# [Exercise prompt]
Below are entries; copy exactly the lines from the one with "use std::sync::Arc;" through the one with "the selected passes", both included, and leave out the rest.

============

//! Trace optimizer pipeline
//!
//! Passes run in a fixed order:
//!
//! 1. redundant guard elimination ([`crate::facts`])
//! 2. constant folding of pure uops into `_LOAD_CONST_INLINE`
//! 3. `_NOP` removal
//! 4. superinstruction fusion ([`crate::fusion`])
//!
//! Every pass preserves the side-exit contract: whenever an exit-capable uop
//! can leave the trace, the operand stack and locals are exactly what tier-1
//! expects at that uop's target.

use std::cmp::Ordering;
use std::sync::Arc;

use bytecode_system::{ComparisonOperator, Constant, Executor, UopId, UopInstruction};
use tracing::debug;

use crate::facts::eliminate_guards;
use crate::fusion::fuse;
use crate::trace::Trace;

/// Cumulative optimizer counters
#[derive(Debug, Clone, Copy, Default, PartialEq, Eq)]
pub struct OptimizerStats {
    /// Traces turned into executors
    pub traces: u64,
    /// Uops recorded, before optimization
    pub uops_in: u64,
    /// Uops emitted, after optimization
    pub uops_out: u64,
    /// Guards proven redundant
    pub guards_removed: u64,
    /// Pure uops replaced by inline constants
    pub constants_folded: u64,
    /// `_NOP`s dropped
    pub nops_removed: u64,
    /// Superinstructions formed
    pub fused: u64,
}

/// Which passes to run
#[derive(Debug, Clone, Copy, PartialEq, Eq)]
pub struct OptimizerPasses {
    /// Drop guards whose facts are already known
    pub eliminate_guards: bool,
    /// Fold pure uops over trace-time constants
    pub fold_constants: bool,
    /// Form superinstructions
    pub fuse: bool,
}

impl Default for OptimizerPasses {
    fn default() -> Self {
        Self {
            eliminate_guards: true,
            fold_constants: true,
            fuse: true,
        }
    }
}

/// Turns recorded traces into executors
#[derive(Debug, Default)]
pub struct TraceOptimizer {
    passes: OptimizerPasses,
    stats: OptimizerStats,
}

impl TraceOptimizer {
    /// Optimizer running every pass
    pub fn new() -> Self {
        Self::default()
    }

    /// Optimizer running only the selected passes
    pub fn with_passes(passes: OptimizerPasses) -> Self {
        Self {
            passes,
            stats: OptimizerStats::default(),
        }
    }

    /// Optimize `trace` into an executor ready to install
    pub fn optimize(&mut self, trace: Trace) -> Executor {
        let code = Arc::clone(trace.code());
        let (origin, entry) = (trace.origin(), trace.entry());
        let (mut uops, dependencies) = trace.into_parts();
        let recorded = uops.len();

        let guards = if self.passes.eliminate_guards {
            eliminate_guards(&mut uops, code.constants(), code.slots().len())
        } else {
            0
        };
        let mut consts = Vec::new();
        let folded = if self.passes.fold_constants {
            fold_constants(&mut uops, code.constants(), &mut consts)
        } else {
            0
        };
        let nops = remove_nops(&mut uops);
        let fused = if self.passes.fuse {
            let (out, count) = fuse(&uops);
            uops = out;
            count
        } else {
            0
        };

        debug!(
            code = %code.qualname(),
            origin,
            recorded,
            emitted = uops.len(),
            guards,
            folded,
            fused,
            "trace optimized"
        );
        self.stats.traces += 1;
        self.stats.uops_in += recorded as u64;
        self.stats.uops_out += uops.len() as u64;
        self.stats.guards_removed += guards as u64;
        self.stats.constants_folded += folded as u64;
        self.stats.nops_removed += nops as u64;
        self.stats.fused += fused as u64;

        Executor::new(uops, consts, dependencies, origin as u32, entry as u32)
    }

    /// Counters so far
    pub fn stats(&self) -> OptimizerStats {
        self.stats
    }
}

/// Known constant on the abstract stack and the uop that pushed it
#[derive(Clone)]
struct ConstSlot {
    value: Constant,
    producer: usize,
}

/// Fold pure uops whose inputs are all constants
///
/// The producers of the inputs become `_NOP` and the pure uop becomes a
/// `_LOAD_CONST_INLINE` of the result, appended to `consts`. Folding is
/// skipped when a uop that can side-exit or raise sits between the first
/// producer and the pure uop, since tier-1 and the exception table would
/// expect the inputs on the stack there.
pub fn fold_constants(
    uops: &mut [UopInstruction],
    constants: &[Constant],
    consts: &mut Vec<Constant>,
) -> usize {
    let mut stack: Vec<Option<ConstSlot>> = Vec::new();
    let mut last_barrier: Option<usize> = None;
    let mut folded = 0;

    for position in 0..uops.len() {
        let uop = uops[position];
        let inputs = uop.id.stack_inputs(uop.oparg) as usize;

        if uop.id.is_pure() && stack.len() >= inputs {
            let operands: Option<Vec<ConstSlot>> =
                stack[stack.len() - inputs..].iter().cloned().collect();
            if let Some(operands) = operands {
                let first = operands.iter().map(|slot| slot.producer).min();
                let clear = match (first, last_barrier) {
                    (Some(first), Some(exit)) => first > exit,
                    _ => true,
                };
                let values: Vec<Constant> = operands.iter().map(|s| s.value.clone()).collect();
                let result = if clear {
                    evaluate(uop.id, uop.oparg, &values)
                } else {
                    None
                };
                if let Some(result) = result {
                    for slot in &operands {
                        let target = uops[slot.producer].target;
                        uops[slot.producer] = UopInstruction::new(UopId::Nop, 0, target);
                    }
                    let index = intern(consts, result.clone());
                    uops[position] = UopInstruction::new(UopId::LoadConstInline, index, uop.target);
                    stack.truncate(stack.len() - inputs);
                    stack.push(Some(ConstSlot {
                        value: result,
                        producer: position,
                    }));
                    folded += 1;
                    continue;
                }
            }
        }

        if uop.id.can_exit() || uop.id.can_raise() {
            last_barrier = Some(position);
        }
        match uop.id {
            UopId::LoadConst => stack.push(constants.get(uop.oparg as usize).map(|value| {
                ConstSlot {
                    value: value.clone(),
                    producer: position,
                }
            })),
            UopId::LoadConstInline => stack.push(consts.get(uop.oparg as usize).map(|value| {
                ConstSlot {
                    value: value.clone(),
                    producer: position,
                }
            })),
            _ => {
                let outputs = uop.id.stack_outputs(uop.oparg) as usize;
                stack.truncate(stack.len().saturating_sub(inputs));
                stack.extend(std::iter::repeat(None).take(outputs));
            }
        }
    }
    folded
}

fn intern(consts: &mut Vec<Constant>, value: Constant) -> u32 {
    if let Some(index) = consts.iter().position(|c| *c == value) {
        return index as u32;
    }
    consts.push(value);
    (consts.len() - 1) as u32
}

/// Result of a pure uop on constant inputs, if it is representable
fn evaluate(id: UopId, oparg: u32, inputs: &[Constant]) -> Option<Constant> {
    match (id, inputs) {
        (UopId::BinaryOpAddInt, [Constant::Int(a), Constant::Int(b)]) => {
            a.checked_add(*b).map(Constant::Int)
        }
        (UopId::BinaryOpSubtractInt, [Constant::Int(a), Constant::Int(b)]) => {
            a.checked_sub(*b).map(Constant::Int)
        }
        (UopId::BinaryOpMultiplyInt, [Constant::Int(a), Constant::Int(b)]) => {
            a.checked_mul(*b).map(Constant::Int)
        }
        (UopId::BinaryOpAddFloat, [Constant::Float(a), Constant::Float(b)]) => {
            Some(Constant::Float(a + b))
        }
        (UopId::BinaryOpSubtractFloat, [Constant::Float(a), Constant::Float(b)]) => {
            Some(Constant::Float(a - b))
        }
        (UopId::BinaryOpMultiplyFloat, [Constant::Float(a), Constant::Float(b)]) => {
            Some(Constant::Float(a * b))
        }
        (UopId::BinaryOpAddUnicode, [Constant::Str(a), Constant::Str(b)]) => {
            let mut joined = String::with_capacity(a.len() + b.len());
            joined.push_str(a);
            joined.push_str(b);
            Some(Constant::Str(joined.into()))
        }
        (UopId::CompareOpInt, [Constant::Int(a), Constant::Int(b)]) => {
            compare(oparg, Some(a.cmp(b)))
        }
        (UopId::CompareOpFloat, [Constant::Float(a), Constant::Float(b)]) => {
            compare(oparg, a.partial_cmp(b))
        }
        (UopId::CompareOpStr, [Constant::Str(a), Constant::Str(b)]) => {
            compare(oparg, Some(a.cmp(b)))
        }
        (UopId::UnaryNot, [value]) => truthiness(value).map(|t| Constant::Bool(!t)),
        _ => None,
    }
}

fn compare(oparg: u32, ordering: Option<Ordering>) -> Option<Constant> {
    let op = ComparisonOperator::from_oparg(oparg)?;
    Some(Constant::Bool(op.matches(ordering?)))
}

fn truthiness(value: &Constant) -> Option<bool> {
    Some(match value {
        Constant::None => false,
        Constant::Bool(b) => *b,
        Constant::Int(i) => *i != 0,
        Constant::Float(f) => *f != 0.0,
        Constant::Str(s) => !s.is_empty(),
        Constant::Tuple(items) => !items.is_empty(),
        Constant::Code(_) => true,
        Constant::BigInt(_) => return None,
    })
}

/// Drop `_NOP`s, returning how many were removed
pub fn remove_nops(uops: &mut Vec<UopInstruction>) -> usize {
    let before = uops.len();
    uops.retain(|uop| uop.id != UopId::Nop);
    before - uops.len()
}
//! Counters describing what the adaptive tiers did

use std::fmt;

use trace_optimizer::OptimizerStats;

/// Quickening activity
#[derive(Debug, Clone, Copy, Default, PartialEq, Eq)]
pub struct SpecializationStats {
    /// Specialization attempts
    pub attempts: u64,
    /// Attempts that rewrote the instruction
    pub successes: u64,
    /// Attempts that found no specialized form
    pub failures: u64,
    /// Guard failures that reverted a specialized instruction
    pub deopts: u64,
    /// Sites switched off for good
    pub disabled: u64,
}

/// Tier-2 activity
#[derive(Debug, Clone, Copy, Default, PartialEq, Eq)]
pub struct Tier2Stats {
    /// Recordings started
    pub traces_started: u64,
    /// Recordings that closed their loop
    pub traces_completed: u64,
    /// Recordings abandoned
    pub traces_aborted: u64,
    /// Executors attached to a backward jump
    pub executors_installed: u64,
    /// Entries into an executor
    pub executor_entries: u64,
    /// Guard failures inside executors
    pub side_exits: u64,
    /// Stale executors found and detached
    pub invalidations: u64,
}

/// Everything the engine counts
#[derive(Debug, Clone, Copy, Default, PartialEq, Eq)]
pub struct EngineStats {
    /// Tier-1 instructions dispatched
    pub instructions: u64,
    /// Quickening
    pub specialization: SpecializationStats,
    /// Tracing and executors
    pub tier2: Tier2Stats,
    /// Optimizer pass results
    pub optimizer: OptimizerStats,
}

impl fmt::Display for EngineStats {
    fn fmt(&self, f: &mut fmt::Formatter<'_>) -> fmt::Result {
        let s = &self.specialization;
        let t = &self.tier2;
        let o = &self.optimizer;
        writeln!(f, "instructions:        {}", self.instructions)?;
        writeln!(
            f,
            "specialization:      {} attempts, {} ok, {} failed, {} deopts, {} disabled",
            s.attempts, s.successes, s.failures, s.deopts, s.disabled
        )?;
        writeln!(
            f,
            "traces:              {} started, {} completed, {} aborted",
            t.traces_started, t.traces_completed, t.traces_aborted
        )?;
        writeln!(
            f,
            "executors:           {} installed, {} entries, {} side exits, {} invalidated",
            t.executors_installed, t.executor_entries, t.side_exits, t.invalidations
        )?;
        write!(
            f,
            "optimizer:           {} uops in, {} out, {} guards removed, {} folded, {} fused",
            o.uops_in, o.uops_out, o.guards_removed, o.constants_folded, o.fused
        )
    }
}
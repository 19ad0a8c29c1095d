// ABOUTME: Error types for the extractor including the ErrorCode enum and ExtractError struct.
// ABOUTME: Provides categorized errors with convenience constructors and boolean helpers.

use std::fmt;

use serde::{Deserialize, Serialize};

/// Error codes representing different categories of extraction failures.
#[derive(Debug, Clone, Copy, PartialEq, Eq, Serialize, Deserialize)]
#[serde(rename_all = "snake_case")]
pub enum ErrorCode {
    InvalidUrl,
    InvalidStrategy,
    Fetch,
    Timeout,
    Ssrf,
    TooLarge,
    UnsupportedContentType,
    EngineFailure,
}

impl fmt::Display for ErrorCode {
    fn fmt(&self, f: &mut fmt::Formatter<'_>) -> fmt::Result {
        let s = match self {
            ErrorCode::InvalidUrl => "invalid URL",
            ErrorCode::InvalidStrategy => "invalid strategy",
            ErrorCode::Fetch => "network error",
            ErrorCode::Timeout => "timeout",
            ErrorCode::Ssrf => "SSRF blocked",
            ErrorCode::TooLarge => "content too large",
            ErrorCode::UnsupportedContentType => "unsupported content type",
            ErrorCode::EngineFailure => "extraction failed",
        };
        write!(f, "{}", s)
    }
}

/// The main error type for fetch and extraction operations.
#[derive(Debug, thiserror::Error)]
pub struct ExtractError {
    pub code: ErrorCode,
    pub url: String,
    pub op: String,
    #[source]
    pub source: Option<anyhow::Error>,
}

impl fmt::Display for ExtractError {
    fn fmt(&self, f: &mut fmt::Formatter<'_>) -> fmt::Result {
        write!(f, "webcontent: {} {}: {}", self.op, self.url, self.code)?;
        if let Some(ref src) = self.source {
            write!(f, ": {}", src)?;
        }
        Ok(())
    }
}

impl ExtractError {
    fn with_code(
        code: ErrorCode,
        url: impl Into<String>,
        op: impl Into<String>,
        source: Option<anyhow::Error>,
    ) -> Self {
        Self {
            code,
            url: url.into(),
            op: op.into(),
            source,
        }
    }

    /// Create an InvalidUrl error.
    pub fn invalid_url(
        url: impl Into<String>,
        op: impl Into<String>,
        source: Option<anyhow::Error>,
    ) -> Self {
        Self::with_code(ErrorCode::InvalidUrl, url, op, source)
    }

    /// Create an InvalidStrategy error naming the rejected method.
    pub fn invalid_strategy(method: &str) -> Self {
        Self::with_code(
            ErrorCode::InvalidStrategy,
            "",
            "ParseStrategy",
            Some(anyhow::anyhow!(
                "unknown extraction method '{}' (expected auto, trafilatura, readability or basic)",
                method
            )),
        )
    }

    /// Create a Fetch (network) error.
    pub fn fetch(
        url: impl Into<String>,
        op: impl Into<String>,
        source: Option<anyhow::Error>,
    ) -> Self {
        Self::with_code(ErrorCode::Fetch, url, op, source)
    }

    /// Create a Timeout error.
    pub fn timeout(
        url: impl Into<String>,
        op: impl Into<String>,
        source: Option<anyhow::Error>,
    ) -> Self {
        Self::with_code(ErrorCode::Timeout, url, op, source)
    }

    /// Create an SSRF error.
    pub fn ssrf(
        url: impl Into<String>,
        op: impl Into<String>,
        source: Option<anyhow::Error>,
    ) -> Self {
        Self::with_code(ErrorCode::Ssrf, url, op, source)
    }

    /// Create a TooLarge error.
    pub fn too_large(url: impl Into<String>, op: impl Into<String>, limit: usize) -> Self {
        Self::with_code(
            ErrorCode::TooLarge,
            url,
            op,
            Some(anyhow::anyhow!("maximum is {} bytes", limit)),
        )
    }

    /// Returns true if this is a Timeout error.
    pub fn is_timeout(&self) -> bool {
        self.code == ErrorCode::Timeout
    }

    /// Returns true if this is an SSRF error.
    pub fn is_ssrf(&self) -> bool {
        self.code == ErrorCode::Ssrf
    }

    /// Returns true if this is a Fetch error.
    pub fn is_fetch(&self) -> bool {
        self.code == ErrorCode::Fetch
    }

    /// Returns true if this is a TooLarge error.
    pub fn is_too_large(&self) -> bool {
        self.code == ErrorCode::TooLarge
    }

    /// Returns true if this is an InvalidUrl error.
    pub fn is_invalid_url(&self) -> bool {
        self.code == ErrorCode::InvalidUrl
    }

    /// Human-readable reason without the operation prefix, used in failed results.
    pub fn reason(&self) -> String {
        match self.source {
            Some(ref src) => format!("{}: {}", self.code, src),
            None => self.code.to_string(),
        }
    }
}

#[cfg(test)]
mod tests {
    use super::*;

    #[test]
    fn display_includes_op_url_and_source() {
        let err = ExtractError::fetch(
            "https://example.com",
            "Fetch",
            Some(anyhow::anyhow!("HTTP status 404")),
        );
        assert_eq!(
            err.to_string(),
            "webcontent: Fetch https://example.com: network error: HTTP status 404"
        );
        assert!(err.is_fetch());
        assert_eq!(err.reason(), "network error: HTTP status 404");
    }

    #[test]
    fn invalid_strategy_names_method() {
        let err = ExtractError::invalid_strategy("magic");
        assert_eq!(err.code, ErrorCode::InvalidStrategy);
        assert!(err.to_string().contains("'magic'"));
    }

    #[test]
    fn error_code_serializes_snake_case() {
        let json = serde_json::to_string(&ErrorCode::UnsupportedContentType).unwrap();
        assert_eq!(json, "\"unsupported_content_type\"");
    }
}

============

# [Response area]
use std::sync::Arc;

use bytecode_system::{ComparisonOperator, Constant, Executor, UopId, UopInstruction};
use tracing::debug;

use crate::facts::eliminate_guards;
use crate::fusion::fuse;
use crate::trace::Trace;

/// Cumulative optimizer counters
#[derive(Debug, Clone, Copy, Default, PartialEq, Eq)]
pub struct OptimizerStats {
    /// Traces turned into executors
    pub traces: u64,
    /// Uops recorded, before optimization
    pub uops_in: u64,
    /// Uops emitted, after optimization
    pub uops_out: u64,
    /// Guards proven redundant
    pub guards_removed: u64,
    /// Pure uops replaced by inline constants
    pub constants_folded: u64,
    /// `_NOP`s dropped
    pub nops_removed: u64,
    /// Superinstructions formed
    pub fused: u64,
}

/// Which passes to run
#[derive(Debug, Clone, Copy, PartialEq, Eq)]
pub struct OptimizerPasses {
    /// Drop guards whose facts are already known
    pub eliminate_guards: bool,
    /// Fold pure uops over trace-time constants
    pub fold_constants: bool,
    /// Form superinstructions
    pub fuse: bool,
}

impl Default for OptimizerPasses {
    fn default() -> Self {
        Self {
            eliminate_guards: true,
            fold_constants: true,
            fuse: true,
        }
    }
}

/// Turns recorded traces into executors
#[derive(Debug, Default)]
pub struct TraceOptimizer {
    passes: OptimizerPasses,
    stats: OptimizerStats,
}

impl TraceOptimizer {
    /// Optimizer running every pass
    pub fn new() -> Self {
        Self::default()
    }

    /// Optimizer running only the selected passes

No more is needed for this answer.